As we were preparing to head home from China, the Lifeline China team arrived to do their annual orphanage partnership visits, including a visit to Suixi. We just received an update and were excited to hear about the changes that are beginning to take place at her orphanage:  http://blog.lifelinechild.org/adoption/china-team-update-2/?utm_source=rss&utm_medium=rss&utm_campaign=china-team-update-2  It’s exciting to see the Lord at work!
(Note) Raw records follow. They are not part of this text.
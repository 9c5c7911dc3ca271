//! HTTP execution of chat completion requests against OpenRouter.

use crate::error::OpenRouterError;
use crate::types::{ChatRequest, ChatResponse, ErrorEnvelope, OpenRouterConfig};
use reqwest::header::{HeaderMap, HeaderValue, AUTHORIZATION, RETRY_AFTER};
use reqwest::StatusCode;
use std::time::{Duration, Instant};

/// Longest slice of an error body echoed back in [`OpenRouterError::Api`].
const MAX_ERROR_BODY_CHARS: usize = 500;

#[derive(Clone)]
pub struct OpenRouterClient {
    http: reqwest::Client,
    base_url: String,
    timeout: Duration,
}

impl OpenRouterClient {
    /// Builds a client with the configured timeout and attribution headers.
    ///
    /// # Errors
    /// Returns [`OpenRouterError::InvalidConfig`] if a header value cannot be
    /// encoded or the underlying HTTP client fails to initialise.
    pub fn new(config: &OpenRouterConfig) -> Result<Self, OpenRouterError> {
        let headers = default_headers(config)?;
        let http = reqwest::Client::builder()
            .timeout(config.timeout)
            .default_headers(headers)
            .build()
            .map_err(|e| OpenRouterError::InvalidConfig(e.to_string()))?;

        Ok(Self {
            http,
            base_url: config.base_url.trim_end_matches('/').to_string(),
            timeout: config.timeout,
        })
    }

    #[must_use]
    pub fn endpoint(&self) -> String {
        format!("{}/chat/completions", self.base_url)
    }

    /// Sends a chat completion request and returns the first choice's text.
    ///
    /// A choice whose content is `null` yields an empty string.
    ///
    /// # Errors
    /// Returns an [`OpenRouterError`] describing the transport, status or
    /// decoding failure.
    pub async fn chat(&self, request: &ChatRequest) -> Result<String, OpenRouterError> {
        let start = Instant::now();

        let response = self
            .http
            .post(self.endpoint())
            .json(request)
            .send()
            .await
            .map_err(|e| OpenRouterError::from_reqwest(&e, self.timeout))?;

        let status = response.status();
        if status == StatusCode::TOO_MANY_REQUESTS {
            let retry_after = response
                .headers()
                .get(RETRY_AFTER)
                .and_then(|v| v.to_str().ok())
                .and_then(|v| v.trim().parse::<u64>().ok())
                .map(Duration::from_secs);
            return Err(OpenRouterError::RateLimited { retry_after });
        }

        let body = response
            .text()
            .await
            .map_err(|e| OpenRouterError::from_reqwest(&e, self.timeout))?;

        if !status.is_success() {
            return Err(OpenRouterError::Api {
                status: status.as_u16(),
                message: error_message(&body),
            });
        }

        let content = parse_completion(&body)?;

        tracing::debug!(
            event = "completion_received",
            model = %request.model,
            elapsed_ms = u64::try_from(start.elapsed().as_millis()).unwrap_or(u64::MAX),
            chars = content.chars().count(),
            "completion_received"
        );

        Ok(content)
    }
}

fn default_headers(config: &OpenRouterConfig) -> Result<HeaderMap, OpenRouterError> {
    let mut headers = HeaderMap::new();

    let mut auth = HeaderValue::from_str(&format!("Bearer {}", config.api_key))
        .map_err(|_| OpenRouterError::InvalidConfig("API key is not a valid header value".into()))?;
    auth.set_sensitive(true);
    headers.insert(AUTHORIZATION, auth);

    if let Some(site_url) = config.site_url.as_deref().filter(|s| !s.is_empty()) {
        let value = HeaderValue::from_str(site_url)
            .map_err(|_| OpenRouterError::InvalidConfig(format!("invalid site URL: {site_url}")))?;
        headers.insert("HTTP-Referer", value);
    }

    if let Some(title) = config.app_title.as_deref().filter(|s| !s.is_empty()) {
        let value = HeaderValue::from_str(title)
            .map_err(|_| OpenRouterError::InvalidConfig(format!("invalid app title: {title}")))?;
        headers.insert("X-Title", value);
    }

    Ok(headers)
}

/// Pulls the first choice's text out of a chat completion body.
pub(crate) fn parse_completion(body: &str) -> Result<String, OpenRouterError> {
    let parsed: ChatResponse =
        serde_json::from_str(body).map_err(|e| OpenRouterError::Decode(e.to_string()))?;

    parsed
        .choices
        .into_iter()
        .next()
        .map(|choice| choice.message.content.unwrap_or_default())
        .ok_or(OpenRouterError::EmptyResponse)
}

/// Prefers the structured `error.message`, falling back to the raw body.
fn error_message(body: &str) -> String {
    if let Ok(envelope) = serde_json::from_str::<ErrorEnvelope>(body) {
        return envelope.error.message;
    }
    let trimmed = body.trim();
    if trimmed.chars().count() > MAX_ERROR_BODY_CHARS {
        format!("{}...", trimmed.chars().take(MAX_ERROR_BODY_CHARS).collect::<String>())
    } else {
        trimmed.to_string()
    }
}
//! # easyvocab
//!
//! Turns a bare English word or phrase into a vocabulary card: CEFR level,
//! frequency rank, translation, category, synonyms and usage examples.
//!
//! The heavy lifting lives in `easyvocab-enrichment`; this crate wires it to
//! a command line and to the `easyvocab-mcp` server.
//!
//! ## Example
//!
//! ```no_run
//! # use easyvocab::prelude::*;
//! # async fn example() -> Result<(), AppError> {
//! let config = EnrichmentConfig::from_env()?;
//! let info = get_usage_examples(&config, "house").await?;
//! assert_eq!(info.word, "house");
//! # Ok(())
//! # }
//! ```

#![deny(missing_docs)]

/// Command-line definitions.
pub mod cli;

/// Subcommand implementations.
pub mod commands;

/// Public error types.
pub mod errors;

/// Commonly used types.
pub mod prelude;
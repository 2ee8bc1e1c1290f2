//! The typed parameters of a CRS definition
use crate::authoring::*;

/// The `OpParameter` enumeration is used to represent which defining
/// parameters are valid for a given kind of CRS definition.
///
/// Each kind of definition uses these to define the types of the parameters
/// accepted, and whether they are *required* (in which case the default
/// value is set to `None`), or *optional* (in which case a default value of
/// the proper type is provided). The odd man out here is the `Flag` type:
/// Since a flag is a boolean which is true if present and false if not, it
/// does not make much sense to provide a default in this case.
///
/// Any other parameters given are ignored, but warned about.
///
/// For a given kind of definition, the union of the sets of its required and
/// optional parameters is called the *gamut* of the definition.
#[derive(Debug)]
pub enum OpParameter {
    /// A flag is a boolean that is true if present, false if not
    Flag { key: &'static str },
    /// The natural numbers + zero (𝐍₀ or 𝐖 in math terms)
    Natural {
        key: &'static str,
        default: Option<usize>,
    },
    /// Reals (𝐑 in math terms)
    Real {
        key: &'static str,
        default: Option<f64>,
    },
    /// A series of reals (𝐑ⁿ in math terms). An empty default means
    /// "absent unless given"
    Series {
        key: &'static str,
        default: Option<&'static str>,
    },
    /// Any kind of text
    Text {
        key: &'static str,
        default: Option<&'static str>,
    },
}

impl OpParameter {
    fn key(&self) -> &'static str {
        match self {
            OpParameter::Flag { key } => key,
            OpParameter::Natural { key, .. } => key,
            OpParameter::Real { key, .. } => key,
            OpParameter::Series { key, .. } => key,
            OpParameter::Text { key, .. } => key,
        }
    }
}

/// The parameters of a definition, parsed according to a gamut, and placed
/// in bins by type
#[derive(Debug, Clone, Default)]
pub struct ParsedParameters {
    /// The first bare word of the definition
    pub name: String,
    pub boolean: BTreeSet<&'static str>,
    pub natural: BTreeMap<&'static str, usize>,
    pub real: BTreeMap<&'static str, f64>,
    pub series: BTreeMap<&'static str, Vec<f64>>,
    pub text: BTreeMap<&'static str, String>,
    /// Parameters given, but not in the gamut
    pub ignored: Vec<String>,
    pub given: BTreeMap<String, String>,
}

// Accessors
impl ParsedParameters {
    pub fn boolean(&self, key: &str) -> bool {
        self.boolean.contains(key)
    }
    pub fn natural(&self, key: &str) -> Result<usize, Error> {
        if let Some(value) = self.natural.get(key) {
            return Ok(*value);
        }
        Err(Error::MissingParam(key.to_string()))
    }
    pub fn real(&self, key: &str) -> Result<f64, Error> {
        if let Some(value) = self.real.get(key) {
            return Ok(*value);
        }
        Err(Error::MissingParam(key.to_string()))
    }
    /// `None` if neither given, nor defaulted
    pub fn series(&self, key: &str) -> Option<&[f64]> {
        self.series.get(key).map(|s| s.as_slice())
    }
    pub fn text(&self, key: &str) -> Result<String, Error> {
        if let Some(value) = self.text.get(key) {
            return Ok(value.to_string());
        }
        Err(Error::MissingParam(key.to_string()))
    }
    pub fn ignored(&self) -> Vec<String> {
        self.ignored.clone()
    }
}

impl ParsedParameters {
    pub fn new(definition: &str, gamut: &[OpParameter]) -> Result<ParsedParameters, Error> {
        let given = split_into_parameters(definition);
        let mut boolean = BTreeSet::<&'static str>::new();
        let mut natural = BTreeMap::<&'static str, usize>::new();
        let mut real = BTreeMap::<&'static str, f64>::new();
        let mut series = BTreeMap::<&'static str, Vec<f64>>::new();
        let mut text = BTreeMap::<&'static str, String>::new();

        // Try to locate all accepted parameters, type check, and place them into
        // their proper bins
        for p in gamut {
            match *p {
                OpParameter::Flag { key } => {
                    if let Some(value) = given.get(key) {
                        if value.is_empty() || value.to_lowercase() == "true" {
                            boolean.insert(key);
                            continue;
                        }
                        warn!("Cannot parse {key}:{value} as a boolean constant!");
                        return Err(Error::BadParam(key.to_string(), value.to_string()));
                    }
                    // Flags are always optional (i.e. implicitly false when not given)
                    continue;
                }

                OpParameter::Natural { key, default } => {
                    if let Some(value) = given.get(key) {
                        if let Ok(v) = value.parse::<usize>() {
                            natural.insert(key, v);
                            continue;
                        }
                        warn!("Cannot parse {key}:{value} as a natural number!");
                        return Err(Error::BadParam(key.to_string(), value.to_string()));
                    }

                    // Key not found - default given?
                    if let Some(value) = default {
                        natural.insert(key, value);
                        continue;
                    }

                    error!("Missing required parameter '{key}'");
                    return Err(Error::MissingParam(key.to_string()));
                }

                OpParameter::Real { key, default } => {
                    if let Some(value) = given.get(key) {
                        if let Ok(v) = value.parse::<f64>() {
                            real.insert(key, v);
                            continue;
                        }
                        warn!("Cannot parse {key}:{value} as a real number");
                        return Err(Error::BadParam(key.to_string(), value.to_string()));
                    }

                    if let Some(value) = default {
                        real.insert(key, value);
                        continue;
                    }

                    error!("Missing required parameter '{key}'");
                    return Err(Error::MissingParam(key.to_string()));
                }

                OpParameter::Series { key, default } => {
                    let value = match (given.get(key), default) {
                        (Some(value), _) => value.as_str(),
                        // Defaults to nothing, so we just continue with the next parameter
                        (None, Some("")) => continue,
                        (None, Some(value)) => value,
                        (None, None) => {
                            error!("Missing required parameter '{key}'");
                            return Err(Error::MissingParam(key.to_string()));
                        }
                    };
                    let mut elements = Vec::<f64>::new();
                    for element in value.split(',') {
                        let Ok(v) = element.trim().parse::<f64>() else {
                            warn!("Cannot parse {key}:{value} as a series");
                            return Err(Error::BadParam(key.to_string(), value.to_string()));
                        };
                        elements.push(v);
                    }
                    series.insert(key, elements);
                }

                OpParameter::Text { key, default } => {
                    if let Some(value) = given.get(key) {
                        text.insert(key, value.to_string());
                        continue;
                    }

                    if let Some(value) = default {
                        text.insert(key, value.to_string());
                        continue;
                    }

                    error!("Missing required parameter '{key}'");
                    return Err(Error::MissingParam(key.to_string()));
                }
            };
        }

        let name = given.get("name").cloned().unwrap_or_default();
        let ignored: Vec<String> = given
            .keys()
            .filter(|key| *key != "name" && !gamut.iter().any(|p| p.key() == key.as_str()))
            .cloned()
            .collect();
        for key in &ignored {
            warn!("{name}: ignoring unknown parameter '{key}'");
        }

        Ok(ParsedParameters {
            name,
            boolean,
            natural,
            real,
            series,
            text,
            ignored,
            given,
        })
    }
}

// ----- T E S T S ------------------------------------------------------------------

#[cfg(test)]
mod tests {
    use super::*;

    #[rustfmt::skip]
    const GAMUT: [OpParameter; 6] = [
        OpParameter::Flag    { key: "flag" },
        OpParameter::Natural { key: "natural",  default: Some(0) },
        OpParameter::Real    { key: "real",     default: Some(1.25) },
        OpParameter::Series  { key: "series",   default: Some("1,2,3,4") },
        OpParameter::Series  { key: "absent",   default: Some("") },
        OpParameter::Text    { key: "text",     default: Some("text") },
    ];

    #[test]
    fn basic() -> Result<(), Error> {
        let p = ParsedParameters::new("cucumber flag real = 2.5 bogus=1", &GAMUT)?;
        assert_eq!(p.name, "cucumber");

        // Booleans correctly parsed?
        assert!(p.boolean("flag"));
        assert!(!p.boolean("galf"));

        // Series correctly parsed?
        let series = p.series("series").unwrap_or_default();
        assert_eq!(series.len(), 4);
        assert_eq!(series[0], 1.);
        assert_eq!(series[3], 4.);
        assert!(p.series("absent").is_none());

        // Etc.
        assert_eq!(p.natural("natural")?, 0_usize);
        assert_eq!(p.real("real")?, 2.5);
        assert_eq!(p.text("text")?, "text");
        assert_eq!(p.ignored(), ["bogus"]);
        Ok(())
    }

    #[test]
    fn malformed() {
        assert!(matches!(
            ParsedParameters::new("cucumber natural=-1", &GAMUT),
            Err(Error::BadParam(..))
        ));
        assert!(matches!(
            ParsedParameters::new("cucumber series=1,two", &GAMUT),
            Err(Error::BadParam(..))
        ));
        let gamut = [OpParameter::Real { key: "required", default: None }];
        assert!(matches!(
            ParsedParameters::new("cucumber", &gamut),
            Err(Error::MissingParam(_))
        ));
    }
}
If there’s anything I’ve learned on this adoption journey the Lord called us to, it’s that this is a walk of faith like no other. I had so little starting out this process. Oh (me) of little faith!! But God is so faithful even when we doubt and falter. I was so scared to say yes to this call- I already have a lot of kids, my husband is never home, I’m tired, I don’t think I can handle a special needs child…and the list goes on of my reasons and excuses. But, oh what I would have missed out on- what blessings there have been despite the hardships! I was so nervous to get on that plane and leave my babies behind- I literally lost sleep over that thought for months before we actually had to travel. But what a waste of energy- the Lord had this in His hands from day 1- all I had to do was trust and obey. Through each agency payment, through each of the hundreds of papers we had to sign, He led the way. We are so thankful for our amazing friends and family who have supported us financially and through your prayers. It’s in part, because of you, that we are all home together today, and we can’t thank you all enough!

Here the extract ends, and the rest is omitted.